Nous passons ainsi beaucoup de temps à fureter, interroger. Henri
n’avait pas nommé les cavernes, ce qui ne simplifiait pas nos
recherches. On nous envoyait bien vers la grotte Saint Michel,
la grotte d’Espalungue, et même la grotte de Poeymaü près de
la Fonderie, sites connus du fait de leur intérêt archéologique
et dans le périmètre immédiat de la petite ville… mais tout
cela ne correspondait pas du tout à la description que m’en
avait faite Henri, ni aux indications de son précieux «crobar».
Or, sans le savoir, nous nous en étions approché au plus
près lorsqu'un chemin nous amena en vue du Cirque d'Anglas,
déjà entr'aperçu quelques mois auparavant avec mon frère
(voir plus haut).
De fil en aiguille et par éliminations successives nous
décidons d’explorer une zone relativement éloignée d’Arudy,
du côté de la route du Bager.
Nous abandonnons les vélos et nous lançons à travers prés et
bois dans la direction qui nous paraît la meilleure, mais
sans trop d’illusions tout de même. J’ai bien amené la carte
dite d’Etat Major de la région. Son graphisme en noir et blanc
est rustique, elle est au 1/50000 ème, d’après la carte au
1/80000, révision de 1900, sans courbes de niveau et avec
mise à jour partielle de 1955. Très partielle, oui, et
approximative, voire fausse. Et d’aucun secours pour nous.
Elle a cependant le mérite inestimab
le et involontaire de transformer une simple randonnée en
exploration aventureuse. Parenthèse : sommes-nous plus heureux
aujourd’hui, bardés de cartes de précision, de GPS et
tout le toutim ??
Notre imagination sait pallier les insuffisances des vieux
grimoires, mais ces dernières nous mettent présentement
en rage. La journée s’allonge et les cavernes vont m’échapper
une fois de plus. C’est à désespérer. Hervé reste zen.
La providence – ou la fatalité ? – veut que nous rencontrions
un chasseur pour lequel la journée était terminée et qui
rentrait chez lui. A tout hasard nous l’interrogeons et
il nous confirme qu’il y a bien des cavernes à proximité et
nous fournit quelques précieuses indications.
Et nous avons tôt fait de découvrir une sorte de vallon
mgique, à la sérénité préhistorique. Nous sommes tout
de suite envoûtés par le calme des lieux. C’est un endroit
encaissé et humide, isolé du monde. Le sol est jonché de
pierres recouvertes de mousse, et entre les pierres poussent
de grandes fougères scolopendres d’un vert presque fluorescent.

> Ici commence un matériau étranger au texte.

pub mod buses;
pub mod classes;
pub mod dashboard;
pub mod fees;
pub mod payments;
pub mod periods;
pub mod schedules;
pub mod students;
pub mod subjects;
pub mod teachers;
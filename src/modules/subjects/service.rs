use anyhow::anyhow;
use edudesk_core::pagination::like_pattern;
use edudesk_core::{AppError, ListParams, PaginationMeta};
use edudesk_models::ids::SubjectId;
use edudesk_models::subjects::{
    CreateSubjectDto, PaginatedSubjectsResponse, Subject, UpdateSubjectDto, normalize_code,
};
use sqlx::PgPool;
use tracing::instrument;

use crate::utils::{SqlFilters, map_write_error};

const SUBJECT_COLUMNS: &str = "id, name, code, description, created_at, updated_at";
const DUPLICATE_CODE: &str = "A subject with this code already exists";

pub struct SubjectService;

impl SubjectService {
    #[instrument(skip(db, dto), fields(code = %dto.code))]
    pub async fn create_subject(db: &PgPool, dto: CreateSubjectDto) -> Result<Subject, AppError> {
        let query = format!(
            "INSERT INTO subjects (name, code, description) VALUES ($1, $2, $3) RETURNING {}",
            SUBJECT_COLUMNS
        );
        let subject = sqlx::query_as::<_, Subject>(&query)
            .bind(dto.name.trim())
            .bind(normalize_code(&dto.code))
            .bind(&dto.description)
            .fetch_one(db)
            .await
            .map_err(|e| map_write_error(e, DUPLICATE_CODE))?;

        Ok(subject)
    }

    #[instrument(skip(db))]
    pub async fn get_subjects(
        db: &PgPool,
        params: ListParams,
    ) -> Result<PaginatedSubjectsResponse, AppError> {
        let limit = params.pagination.limit();
        let offset = params.pagination.offset();

        let mut filters = SqlFilters::new();
        filters.search(&["name", "code"], params.search.as_deref().map(like_pattern));
        let where_clause = filters.where_sql();

        let count_query = format!("SELECT COUNT(*) FROM subjects{}", where_clause);
        let total = filters
            .bind_scalar(sqlx::query_scalar::<_, i64>(&count_query))
            .fetch_one(db)
            .await?;

        let data_query = format!(
            "SELECT {} FROM subjects{} ORDER BY name, code LIMIT {} OFFSET {}",
            SUBJECT_COLUMNS, where_clause, limit, offset
        );
        let subjects = filters
            .bind_as(sqlx::query_as::<_, Subject>(&data_query))
            .fetch_all(db)
            .await?;

        Ok(PaginatedSubjectsResponse {
            data: subjects,
            meta: PaginationMeta::for_params(&params.pagination, total),
        })
    }

    #[instrument(skip(db))]
    pub async fn get_subject(db: &PgPool, id: SubjectId) -> Result<Subject, AppError> {
        let query = format!("SELECT {} FROM subjects WHERE id = $1", SUBJECT_COLUMNS);
        sqlx::query_as::<_, Subject>(&query)
            .bind(id)
            .fetch_optional(db)
            .await?
            .ok_or_else(|| AppError::not_found(anyhow!("Subject not found")))
    }

    #[instrument(skip(db, dto))]
    pub async fn update_subject(
        db: &PgPool,
        id: SubjectId,
        dto: UpdateSubjectDto,
    ) -> Result<Subject, AppError> {
        let existing = Self::get_subject(db, id).await?;

        let query = format!(
            r#"UPDATE subjects SET name = $1, code = $2, description = $3, updated_at = NOW()
               WHERE id = $4
               RETURNING {}"#,
            SUBJECT_COLUMNS
        );
        let subject = sqlx::query_as::<_, Subject>(&query)
            .bind(dto.name.map(|n| n.trim().to_string()).unwrap_or(existing.name))
            .bind(dto.code.as_deref().map(normalize_code).unwrap_or(existing.code))
            .bind(dto.description.or(existing.description))
            .bind(id)
            .fetch_one(db)
            .await
            .map_err(|e| map_write_error(e, DUPLICATE_CODE))?;

        Ok(subject)
    }

    #[instrument(skip(db))]
    pub async fn delete_subject(db: &PgPool, id: SubjectId) -> Result<(), AppError> {
        let result = sqlx::query("DELETE FROM subjects WHERE id = $1")
            .bind(id)
            .execute(db)
            .await?;

        if result.rows_affected() == 0 {
            return Err(AppError::not_found(anyhow!("Subject not found")));
        }
        Ok(())
    }
}
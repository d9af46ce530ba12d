//! Lenient deserializers for query strings and loosely-typed request bodies.
//!
//! Query parameters arrive as strings and browsers happily send `?page=`
//! for an untouched input; these helpers turn such blanks into `None`
//! instead of rejecting the whole request.

use std::fmt::Display;
use std::str::FromStr;

use rust_decimal::Decimal;
use serde::{Deserialize, Deserializer};

/// Deserializes an optional string into an optional i64; blank means `None`.
pub fn deserialize_optional_i64<'de, D>(deserializer: D) -> Result<Option<i64>, D::Error>
where
    D: Deserializer<'de>,
{
    deserialize_optional_parsed(deserializer)
}

/// Deserializes an optional string, trimming it; blank means `None`.
pub fn deserialize_optional_trimmed<'de, D>(deserializer: D) -> Result<Option<String>, D::Error>
where
    D: Deserializer<'de>,
{
    let s: Option<String> = Option::deserialize(deserializer)?;
    Ok(s.map(|s| s.trim().to_string()).filter(|s| !s.is_empty()))
}

/// Deserializes an optional string through `FromStr`; blank means `None`.
///
/// Used for typed IDs and enum filters in query strings.
pub fn deserialize_optional_parsed<'de, D, T>(deserializer: D) -> Result<Option<T>, D::Error>
where
    D: Deserializer<'de>,
    T: FromStr,
    T::Err: Display,
{
    let s: Option<String> = Option::deserialize(deserializer)?;
    match s {
        Some(s) if s.trim().is_empty() => Ok(None),
        Some(s) => s.trim().parse::<T>().map(Some).map_err(serde::de::Error::custom),
        None => Ok(None),
    }
}

/// Wraps any present value in `Some`, so `Option<Option<T>>` fields can tell
/// "absent" (`None`) apart from an explicit `null` (`Some(None)`).
///
/// Use together with `#[serde(default)]`.
pub fn deserialize_some<'de, D, T>(deserializer: D) -> Result<Option<T>, D::Error>
where
    D: Deserializer<'de>,
    T: Deserialize<'de>,
{
    T::deserialize(deserializer).map(Some)
}

#[derive(Deserialize)]
#[serde(untagged)]
enum RawAmount {
    Number(Decimal),
    Text(String),
}

/// Deserializes a money amount, treating anything unparseable as zero.
///
/// Accepts JSON numbers and numeric strings. `null`, blank strings and
/// garbage all become `0`. The result is rounded to cents.
pub fn deserialize_amount_or_zero<'de, D>(deserializer: D) -> Result<Decimal, D::Error>
where
    D: Deserializer<'de>,
{
    let raw: Option<RawAmount> = Option::deserialize(deserializer)?;
    Ok(normalize_amount(raw))
}

/// Optional variant of [`deserialize_amount_or_zero`]: a missing field stays `None`,
/// but a present-yet-unparseable value becomes zero.
pub fn deserialize_optional_amount<'de, D>(deserializer: D) -> Result<Option<Decimal>, D::Error>
where
    D: Deserializer<'de>,
{
    let raw: Option<RawAmount> = Option::deserialize(deserializer)?;
    Ok(Some(normalize_amount(raw)))
}

fn normalize_amount(raw: Option<RawAmount>) -> Decimal {
    let amount = match raw {
        Some(RawAmount::Number(value)) => value,
        Some(RawAmount::Text(text)) => text.trim().parse::<Decimal>().unwrap_or(Decimal::ZERO),
        None => Decimal::ZERO,
    };
    amount.round_dp(2)
}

Des arbres tamisent la lumière. Le silence est profond.
Notre quête n’a pas été vaine. Trouver un endroit pareil
nous satisfait déjà pleinement. Et sur peu de distance
nous découvrons bientôt les entrées de deux cavernes.
La plus au sud offre un grand porche, et la seconde
sur le versant opposé et en contrebas possède une entrée
plus discrète (aujourd’hui fermée pour cause de fouilles archéologiques).
Satisfaits et heureux d’avoir enfin atteint au but,
nous nous ménageons une pause sous le porche de la
grande caverne afin de faire honneur aux frugales
victuailles. Ces petits pique-niques sauvages et
rustiques, assis sur des cailloux en devisant de
choses et d’autres, parfois devant un petit feu par
temps de grand froid ont toujours fait notre régal.
Un Opinel, un bout de pain et une boîte de Criquasâ
(sardines à la tomate espagnoles) nous comblaient de
félicité et nous mettaient de la meilleure humeur du monde.
Quand nous avons terminé, l’après-midi est déjà entamé
et nous tenons absolument à explorer les grottes. Nous
coiffons les casques folkloriques dénichés à la cave
ou au grenier de nos domiciles et que nous avons équipés
d’une lampe frontale. Pour le reste nous sommes habillés
très classiquement, comme pour une randonnée en plein air.
Tant pis pour l’argile qui va les maculer.
Pour nous la terre ce n’est pas sale.